Discussing inequality, Jager argued that reducing it is a goal rather than a single implementable measure and that the pandemic had underlined the link between societal resilience and the capacity of health and education systems. She noted that under the Neighbourhood, Development and International Cooperation Instrument - Global Europe, with a budget of €79.5 billion for 2021-2027, the Commission was aiming for at least 20 per cent of funding to go to human development and for education's share to rise from 7 to 10 per cent.

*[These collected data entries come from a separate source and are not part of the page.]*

//! Machine-parsable change report for the notification step.
//!
//! The block is printed on stdout between two sentinel lines, one change per
//! line: `name|old url|new url`.

use serde::{Deserialize, Serialize};

pub const DEFAULT_BEGIN_MARKER: &str = "::relink-changes-begin::";
pub const DEFAULT_END_MARKER: &str = "::relink-changes-end::";
pub const DEFAULT_DELIMITER: &str = "|";

/// One provider whose URL was rewritten.
#[derive(Debug, Clone, PartialEq, Eq, Serialize)]
pub struct Change {
    pub key: String,
    pub name: String,
    pub old_url: String,
    pub new_url: String,
}

/// Sentinels and field delimiter (optional `[report]` section in config.toml).
#[derive(Debug, Clone, PartialEq, Eq, Serialize, Deserialize)]
#[serde(default)]
pub struct ReportFormat {
    pub begin_marker: String,
    pub end_marker: String,
    pub delimiter: String,
}

impl Default for ReportFormat {
    fn default() -> Self {
        Self {
            begin_marker: DEFAULT_BEGIN_MARKER.to_string(),
            end_marker: DEFAULT_END_MARKER.to_string(),
            delimiter: DEFAULT_DELIMITER.to_string(),
        }
    }
}

/// Renders the full block, markers included. Always emitted, even with no changes.
pub fn render(changes: &[Change], format: &ReportFormat) -> String {
    let mut out = String::new();
    out.push_str(&format.begin_marker);
    out.push('\n');
    for change in changes {
        out.push_str(&render_line(change, format));
        out.push('\n');
    }
    out.push_str(&format.end_marker);
    out.push('\n');
    out
}

/// A single `name|old|new` line.
pub fn render_line(change: &Change, format: &ReportFormat) -> String {
    let name = single_line(&change.name);
    let name = if format.delimiter.is_empty() {
        name
    } else {
        name.replace(format.delimiter.as_str(), " ")
    };
    [
        name,
        single_line(&change.old_url),
        single_line(&change.new_url),
    ]
    .join(format.delimiter.as_str())
}

fn single_line(s: &str) -> String {
    s.replace(&['\r', '\n'][..], " ")
}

On the External Investment Plan, she described the successor European Fund for Sustainable Development Plus (EFSD+) as extending coverage to all partner countries rather than only sub-Saharan Africa and the neighbourhood, with an External Action Guarantee of up to €60 billion; under the original fund, she said, €5.4 billion had been committed between 2017 and 2020 to more than 180 blending projects and 15 guarantees. She also stated that the EU was the largest donor to the COVAX initiative and that the EU and its member states were the largest global providers of public climate finance to developing countries, having committed around €22 billion in 2019.

==== Water cooperation ====
Jager has represented the Commission on international water policy. In October 2024, on the margins of the tenth Meeting of the Parties to the UN Water Convention in Ljubljana, she received the Ivorian Minister of Water and Forests, Laurent Tchagba, who presented eight project proposals worth more than 31 billion CFA francs. Two were described as ready for implementation: the rehabilitation of fourteen water reservoirs and the construction of the Kouban hydro-agricultural dam. Jager confirmed the EU's support and encouraged Côte d'Ivoire - which had acceded to the convention in July 2024 as its fifty-third party and tenth African member - to join networks and bodies concerned with integrated water resources management.

In an interview with the International Network of Basin Organizations (INBO) published in December 2024, Jager described water as a key driver underpinning all the Sustainable Development Goals, noting that the EU had disbursed €2.6 billion in the 2014-2020 programming period and committed a further €1.4 billion between 2021 and 2023, with the EU making over €1.1 billion available for transboundary water cooperation across eighteen major basins in Africa and Central Asia.

She argued that European experience is instructive because transboundary river basins cover 60 per cent of the continent's territory, forcing cooperation and that managing shared resources cooperatively builds peace and prosperity, citing the Danube and its nineteen riparian countries. The Water Framework Directive of 2000, she said, gave water managers across Europe a common reference covering the whole water cycle, while its river basin districts, which cut across administrative boundaries, created new democratic spaces for states to discuss shared water bodies. Promoting water democracy, in her account, means involving a wide range of stakeholders so that solutions are transparent, accountable and locally owned.

Explaining the choice of INBO and the French water agency OiEau to lead a peer-to-peer learning project for basin organisations, Jager pointed to INBO's network and to the EU's record with OiEau in implementing the Water Initiative Plus in the Eastern Partnership countries. She favoured a problem-driven approach yielding best-fit rather than generic best-practice solutions and cited exchanges between Brazilian and French basin agencies on drought and flood prevention, as well as support from the Loire-Bretagne agency for watershed planning in the Bandama basin in Côte d'Ivoire.

== Languages ==

Jager's mother tongue is Slovene; she also works in English, French, Croatian and German.